I want to begin by admitting that I have been feeling a little discouraged lately. It seems like everywhere I turn I see misery and suffering and loss. I think we could all agree that the world is an absolute mess – war, poverty, even a string of heartbreaking, brutal murders right here in our own city. In this messy and broken world of ours I find myself sitting in class over at the seminary learning about long-ago monks and prophets. And I sometimes ask, what is the point of all this? The world is such an absolute mess, what difference can I possibly make? What difference can the church make in a broken world that opposes, hates and mocks what Christianity teaches?

This is a good day to ask these difficult questions because today we have come very close to the heart of Christianity. We are powerfully reminded that two thousand years ago, right here on our messy and broken earth, God revealed God’s self in the person of Jesus Christ. Human beings, not very different from you or me, heard his message of love, saw his miracles, listened to his teaching – and killed him. Despite all of the images of the cross that surround us, that dangle from necks and decorate our churches, I think we often forget this profound, terrible and terrifying truth. Human beings killed the revelation of God.

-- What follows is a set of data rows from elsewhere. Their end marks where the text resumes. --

use anyhow::{Context, Result};
use serde::{Deserialize, Serialize};
use std::path::PathBuf;
use std::str::FromStr;
use std::time::Duration;

use crate::cache::StreamCacheConfig;

#[derive(Debug, Clone, Deserialize, Serialize)]
pub struct Config {
    // Servidor
    pub host: String,
    pub port: u16,
    pub cors_origins: Vec<String>,
    pub worker_threads: usize,

    // Caché de streams
    pub stream_cache_retention_secs: u64, // Debe quedar por debajo del TTL upstream
    pub stream_cache_max_entries: usize,
    pub stream_ttl_secs: u64,             // Vida útil anunciada de la URL

    // Extracción
    pub extraction_timeout_secs: u64,
    pub preferred_container: String,
    pub ytdlp_path: String,
    pub ytdlp_cookies: Option<PathBuf>,
}

impl Config {
    pub fn load() -> Result<Self> {
        dotenvy::dotenv().ok();

        Self::from_source(|key| std::env::var(key).ok())
    }

    /// Builds the configuration from an arbitrary variable source.
    ///
    /// Blank values count as unset.
    fn from_source<F>(var: F) -> Result<Self>
    where
        F: Fn(&str) -> Option<String>,
    {
        let get = |key: &str| var(key).filter(|value| !value.trim().is_empty());
        let defaults = Self::default();

        let config = Self {
            // Servidor
            host: get("HOST").unwrap_or(defaults.host),
            port: parse_or(&get, "PORT", defaults.port)?,
            cors_origins: match get("CORS_ORIGINS") {
                Some(raw) => raw
                    .split(',')
                    .map(|origin| origin.trim().to_string())
                    .filter(|origin| !origin.is_empty())
                    .collect(),
                None => defaults.cors_origins,
            },
            worker_threads: parse_or(&get, "WORKER_THREADS", defaults.worker_threads)?,

            // Caché
            stream_cache_retention_secs: parse_or(
                &get,
                "STREAM_CACHE_RETENTION_SECS",
                defaults.stream_cache_retention_secs,
            )?,
            stream_cache_max_entries: parse_or(
                &get,
                "STREAM_CACHE_MAX_ENTRIES",
                defaults.stream_cache_max_entries,
            )?,
            stream_ttl_secs: parse_or(&get, "STREAM_TTL_SECS", defaults.stream_ttl_secs)?,

            // Extracción
            extraction_timeout_secs: parse_or(
                &get,
                "EXTRACTION_TIMEOUT_SECS",
                defaults.extraction_timeout_secs,
            )?,
            preferred_container: get("PREFERRED_CONTAINER")
                .map(|value| value.trim().to_lowercase())
                .unwrap_or(defaults.preferred_container),
            ytdlp_path: get("YTDLP_PATH").unwrap_or(defaults.ytdlp_path),
            ytdlp_cookies: get("YTDLP_COOKIES").map(PathBuf::from),
        };

        config.validate()?;

        Ok(config)
    }

    /// Validates configuration values for correctness.
    ///
    /// # Validation Rules
    ///
    /// - Cache retention must be > 0 and strictly below the stream TTL, so a
    ///   cached URL is never served after the upstream expired it
    /// - Cache ceiling, extraction timeout and worker threads must be > 0
    /// - Preferred container must not be empty
    pub fn validate(&self) -> Result<()> {
        if self.stream_cache_retention_secs == 0 {
            anyhow::bail!("Stream cache retention must be greater than 0");
        }

        if self.stream_cache_retention_secs >= self.stream_ttl_secs {
            anyhow::bail!(
                "Stream cache retention ({}s) must be lower than the stream TTL ({}s)",
                self.stream_cache_retention_secs,
                self.stream_ttl_secs
            );
        }

        if self.stream_cache_max_entries == 0 {
            anyhow::bail!("Stream cache max entries must be greater than 0");
        }

        if self.extraction_timeout_secs == 0 {
            anyhow::bail!("Extraction timeout must be greater than 0");
        }

        if self.preferred_container.trim().is_empty() {
            anyhow::bail!("Preferred container cannot be empty");
        }

        if self.worker_threads == 0 {
            anyhow::bail!("Worker threads must be greater than 0");
        }

        Ok(())
    }

    pub fn bind_address(&self) -> String {
        format!("{}:{}", self.host, self.port)
    }

    pub fn cache_config(&self) -> StreamCacheConfig {
        StreamCacheConfig {
            retention: Duration::from_secs(self.stream_cache_retention_secs),
            max_entries: self.stream_cache_max_entries,
        }
    }

    pub fn extraction_timeout(&self) -> Duration {
        Duration::from_secs(self.extraction_timeout_secs)
    }

    pub fn stream_ttl(&self) -> Duration {
        Duration::from_secs(self.stream_ttl_secs)
    }

    /// Returns a summary of the current configuration for logging.
    pub fn summary(&self) -> String {
        format!(
            "Config Summary:\n  \
            Server: {} ({} workers), CORS: {}\n  \
            Cache: retention {}, {} entries ceiling\n  \
            Streams: TTL {}, preferred {}\n  \
            Extraction: {} (timeout {}, cookies: {})",
            self.bind_address(),
            self.worker_threads,
            self.cors_origins.join(","),
            humantime::format_duration(Duration::from_secs(self.stream_cache_retention_secs)),
            self.stream_cache_max_entries,
            humantime::format_duration(self.stream_ttl()),
            self.preferred_container,
            self.ytdlp_path,
            humantime::format_duration(self.extraction_timeout()),
            self.ytdlp_cookies
                .as_ref()
                .map_or("none".to_string(), |path| path.display().to_string()),
        )
    }
}

fn parse_or<T, G>(get: &G, key: &str, default: T) -> Result<T>
where
    T: FromStr,
    T::Err: std::error::Error + Send + Sync + 'static,
    G: Fn(&str) -> Option<String>,
{
    match get(key) {
        Some(raw) => raw
            .trim()
            .parse()
            .with_context(|| format!("Invalid value for {}: '{}'", key, raw)),
        None => Ok(default),
    }
}

/// Default configuration values.
///
/// Used as fallbacks when environment variables are not provided.
impl Default for Config {
    fn default() -> Self {
        Self {
            host: "0.0.0.0".to_string(),
            port: 8000,
            cors_origins: vec!["*".to_string()],
            worker_threads: num_cpus::get(),

            stream_cache_retention_secs: 5 * 60 * 60, // 5 horas
            stream_cache_max_entries: 100,
            stream_ttl_secs: 6 * 60 * 60, // 6 horas

            extraction_timeout_secs: 30,
            preferred_container: "m4a".to_string(),
            ytdlp_path: "yt-dlp".to_string(),
            ytdlp_cookies: None,
        }
    }
}

#[cfg(test)]
mod tests {
    use super::*;
    use pretty_assertions::assert_eq;
    use std::collections::HashMap;

    fn load_from(vars: &[(&str, &str)]) -> Result<Config> {
        let vars: HashMap<String, String> = vars
            .iter()
            .map(|(k, v)| (k.to_string(), v.to_string()))
            .collect();
        Config::from_source(|key| vars.get(key).cloned())
    }

    #[test]
    fn test_defaults_when_unset() {
        let config = load_from(&[]).unwrap();

        assert_eq!(config.bind_address(), "0.0.0.0:8000");
        assert_eq!(config.cors_origins, vec!["*"]);
        assert_eq!(config.cache_config().retention, Duration::from_secs(18000));
        assert_eq!(config.cache_config().max_entries, 100);
        assert_eq!(config.stream_ttl_secs, 21600);
        assert_eq!(config.extraction_timeout(), Duration::from_secs(30));
        assert_eq!(config.preferred_container, "m4a");
        assert_eq!(config.ytdlp_cookies, None);
    }

    #[test]
    fn test_overrides() {
        let config = load_from(&[
            ("PORT", "9000"),
            ("CORS_ORIGINS", "https://a.example, https://b.example"),
            ("STREAM_CACHE_MAX_ENTRIES", "5"),
            ("PREFERRED_CONTAINER", " WEBM "),
            ("YTDLP_COOKIES", "/secrets/cookies.txt"),
            ("WORKER_THREADS", ""),
        ])
        .unwrap();

        assert_eq!(config.port, 9000);
        assert_eq!(config.cors_origins, vec!["https://a.example", "https://b.example"]);
        assert_eq!(config.stream_cache_max_entries, 5);
        assert_eq!(config.preferred_container, "webm");
        assert_eq!(config.ytdlp_cookies, Some(PathBuf::from("/secrets/cookies.txt")));
        assert_eq!(config.worker_threads, num_cpus::get());
    }

    #[test]
    fn test_unparsable_value_names_variable() {
        let err = load_from(&[("PORT", "eighty")]).unwrap_err();
        assert!(err.to_string().contains("PORT"));
    }

    #[test]
    fn test_retention_must_stay_below_ttl() {
        let err = load_from(&[
            ("STREAM_CACHE_RETENTION_SECS", "21600"),
            ("STREAM_TTL_SECS", "21600"),
        ])
        .unwrap_err();
        assert!(err.to_string().contains("lower than the stream TTL"));
    }

    #[test]
    fn test_validate_rejects_zero_values() {
        let mut config = Config::default();
        config.stream_cache_max_entries = 0;
        assert!(config.validate().is_err());

        let mut config = Config::default();
        config.extraction_timeout_secs = 0;
        assert!(config.validate().is_err());

        let mut config = Config::default();
        config.stream_cache_retention_secs = 0;
        assert!(config.validate().is_err());

        assert!(Config::default().validate().is_ok());
    }

    #[test]
    fn test_summary_mentions_key_settings() {
        let summary = Config::default().summary();
        assert!(summary.contains("0.0.0.0:8000"));
        assert!(summary.contains("5h"));
        assert!(summary.contains("yt-dlp"));
    }
}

He was killed not because he was a mystic, or a healer, or a prophet, or a teacher – although he was all of those things. He was killed because in a messy and broken world he called for justice, reaching out to people on the margins of society – the poor and the despised – the disposable people – people not really needed or wanted. He offered a vision of a different kind of world, one built on the foundation of love. He was killed because he spoke the truth to power and power did not like it one bit.

But, you and I, we’re not powerful religious or political officials, so what about the ordinary people back in Jesus’ time - you know, people like us? Well, it seems at least some of them wanted to welcome and accept Jesus, after all we heard them today, didn’t we, singing “Hosanna” as Jesus rides into Jerusalem. But in the end, even the average person didn’t want to hear the truth and it’s not hard to imagine that a lot of these same Palm Sunday folks are in the crowd just a few days later crying out for the criminal Barabbas. People not so different from us killed him. Another unhappy story in a world full of unhappy stories.

But part of what makes the Christian story so powerful is this fact that it really does take place in the dirty, messy, painful, real world, involving ordinary people like us in extraordinary events. Sure we try to clean it up and gloss over some of the more difficult parts, but the truth close to the heart of our story is a brutal execution. The earliest followers of Jesus understood this. I mean, isn’t it surprising that the writers of the Gospels – writing decades after the events they were describing – didn’t try to clean things up a bit?

In an age that glorified the noble death – death with calmness and dignity or death on a battlefield, the Evangelists must have cringed, must have been embarrassed, by what happens to Jesus - and they certainly must have been embarrassed by the behavior of his closest followers – and yet they kept it all in the Gospel. There’s the big strong fisherman Peter, the Rock Jesus called him, cowardly denying Jesus three times and then being overcome with shame when he hears the cock crow the third time. We even see Jesus, praying in the garden to God that this cup might pass, and later crying out from the Cross, quoting Psalm 22, “My God, my God, why have you forsaken me?” There’s the account of the Roman soldiers mocking Jesus, stripping him, jamming a crown of thorns on his head, casting lots for his clothes. Finally, we have Jesus dying the shameful death of a criminal on the cross – his terrified apostles off in hiding, but with some brave women looking on from a distance, surely devastated and heartbroken.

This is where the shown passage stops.